- Leagues: Israeli National League
- Founded: 2018
- Arena: Yeshiva Amit Hall
- Capacity: 520
- Location: Brukhin, Shomron Regional Council, Israel
- Team colors: Blue and White
- Head coach: Yair Gvirtz
| Home | Away |

= Elitzur Shomron =

Elitzur Shomron (אליצור שומרון) is a professional basketball club based in Shomron, Israel. The club is currently a member of the Israeli National League, the second tier. The club represents Israeli settlements in the northern West Bank.

==History==
The club was founded in the 2010s, and until the 2019/20 season the club played in the leagues that are below the Liga Artzit level.
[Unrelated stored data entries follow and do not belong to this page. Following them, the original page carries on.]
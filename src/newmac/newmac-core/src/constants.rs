// Physical placement of the LAN9221 on the board (16-bit static memory bus)
pub const MAP_BASE: u64 = 0x5000_0000;
pub const MAP_SIZE: usize = 0x1000; // 4k

// Number of 16-bit slots inside the mapped window
pub const WINDOW_HALFWORDS: usize = MAP_SIZE / 2;

pub mod registers {
    // System CSR offsets, as listed in the LAN9221 datasheet
    pub const MAC_CSR_CMD: usize = 0xA4;
    pub const MAC_CSR_DATA: usize = 0xA8;
    pub const GPIO_CFG: usize = 0x88;
    pub const E2P_CMD: usize = 0xB0;
    pub const E2P_DATA: usize = 0xB4;
}

pub mod mac_csr {
    // MAC_CSR_CMD fields
    pub const CSR_BUSY: u32 = 0x8000_0000;
    pub const CSR_READ: u32 = 0x4000_0000;
    pub const CSR_ADDR: u32 = 0x0000_00FF;

    // Indirect MAC register indices
    pub const ADDRH: u8 = 2;
    pub const ADDRL: u8 = 3;
}

pub mod gpio_cfg {
    pub const LED3_EN: u32 = 0x4000_0000;
    pub const LED2_EN: u32 = 0x2000_0000;
    pub const LED1_EN: u32 = 0x1000_0000;
    // EEDIO/EECLK pin multiplexing; must be zero to reach the EEPROM
    pub const EEPR_EN: u32 = 0x0070_0000;
}

pub mod e2p_cmd {
    pub const EPC_BUSY: u32 = 0x8000_0000;
    pub const EPC_CMD: u32 = 0x7000_0000;
    pub const EPC_CMD_SHIFT: u32 = 28;
    pub const EPC_TIMEOUT: u32 = 0x0000_0200;
    pub const MAC_ADDR_LOADED: u32 = 0x0000_0100;
    pub const EPC_ADDR: u32 = 0x0000_00FF;
}

pub mod e2p_data {
    pub const EEPROM_DATA: u32 = 0x0000_00FF;
}

pub mod eeprom {
    // Cells reachable through the 8-bit address field that this tool uses
    pub const CELL_COUNT: usize = 32;
    pub const CELLS_PER_ROW: usize = 8;

    // Signature the controller checks before loading the address at reset
    pub const MAGIC: u8 = 0xA5;
    pub const MAGIC_CELL: u8 = 0;
    pub const ADDRESS_CELL: u8 = 1;
}
use std::ffi::OsString;

/// Run-time switches, read once at start-up and passed down explicitly
#[derive(Debug, Clone, Copy, PartialEq, Eq, Default)]
pub struct Settings {
    /// Progress lines on stdout and debug logging
    pub verbose: bool,
}

impl Settings {
    pub fn from_env() -> Self {
        Self::from_lookup(|key| std::env::var_os(key))
    }

    /// VERBOSE only has to be present, its value is ignored
    pub fn from_lookup<F: Fn(&str) -> Option<OsString>>(lookup: F) -> Self {
        Settings {
            verbose: lookup("VERBOSE").is_some(),
        }
    }

    /// Default env_logger filter when RUST_LOG is not set
    pub fn log_filter(&self) -> &'static str {
        if self.verbose {
            "debug"
        } else {
            "warn"
        }
    }
}
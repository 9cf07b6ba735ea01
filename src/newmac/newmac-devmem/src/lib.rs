//! Host side of newmac: the `/dev/mem` register window and the entropy
//! source used for random addresses.

use std::io;
use std::path::PathBuf;

pub mod devmem;
pub mod entropy;

pub use devmem::DevMem;
pub use entropy::{EntropySource, SystemEntropy};

pub type Result<T> = std::result::Result<T, HostError>;

#[derive(Debug, thiserror::Error)]
pub enum HostError {
    #[error("cannot open {}: {source}", path.display())]
    Open { path: PathBuf, source: io::Error },
    #[error("cannot map {len:#x} bytes at physical {phys:#010x}: {source}")]
    Map {
        phys: u64,
        len: usize,
        source: io::Error,
    },
    #[error("cannot get random bytes: {source}")]
    Entropy { source: rand::Error },
}
use super::RegisterWindow;
use crate::constants::mac_csr::{CSR_ADDR, CSR_BUSY, CSR_READ};
use crate::constants::registers;

/// Stores a 32-bit register as two half-words, low half first
pub fn write_register<W: RegisterWindow + ?Sized>(window: &mut W, offset: usize, value: u32) {
    window.write(offset, (value & 0xFFFF) as u16);
    window.write(offset + 2, (value >> 16) as u16);
}

/// Loads a 32-bit register, low half first. The device is live, so two
/// reads may disagree.
pub fn read_register<W: RegisterWindow + ?Sized>(window: &W, offset: usize) -> u32 {
    let low = window.read(offset) as u32;
    let high = window.read(offset + 2) as u32;
    low | (high << 16)
}

/// Indirect read of a MAC CSR (diagnostics only)
pub fn read_mac_csr<W: RegisterWindow + ?Sized>(window: &mut W, index: u8) -> u32 {
    write_register(
        window,
        registers::MAC_CSR_CMD,
        CSR_BUSY | CSR_READ | (index as u32 & CSR_ADDR),
    );
    read_register(&*window, registers::MAC_CSR_DATA)
}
In the 2019–20 season the team led the Liga Alef table, losing only one game. Eventually the season was cancelled due to the COVID-19 pandemic, and Elitzur was promoted to Liga Artzit for the first time.

In the 2020–21 season the team played in Liga Artzit Group North, and finished fifth in Group North.

In the 2021–22 season the team finished first in the regular season in Group North and advanced to the playoffs. In the Quarter-final Elitzur beat Hapoel Emek Hefer 2–1 in a best-of-three playoff. In the Semi-final Elitzur faced Hapoel Acre/Mateh Asher and Elitzur won 2–1 on aggregate. In the final series Elitzur faced Hapoel Kfar Saba. Elitzur won 2–1 on aggregate, and promoted to the Israeli National League for the first time.

In the 2024-25 season the team finished the league in 12th, a position that was supposed to send Elizur Shomrom back to Liga Artzit. However, the team took advantege the disbandment of Hapoel Kfar Qasem to retain its place in the national league.

Until the promotion to the Israeli National League, Elitzur played in Kfar Tapuach, a West Bank settlement under the Shomron Regional Council. The arena in Kfar Tapuach contains 500 seats and does not meet the standards that the Israeli Basketball Association set for arenas of teams that participate in the Israeli National League. After their promotion, they played their home games in Leader Arena, which is located in Ganei Tikva until the construction of their new home hall in Bruchin was completed. At the beginning of the 2025/26 season they moved to play in Bruchin.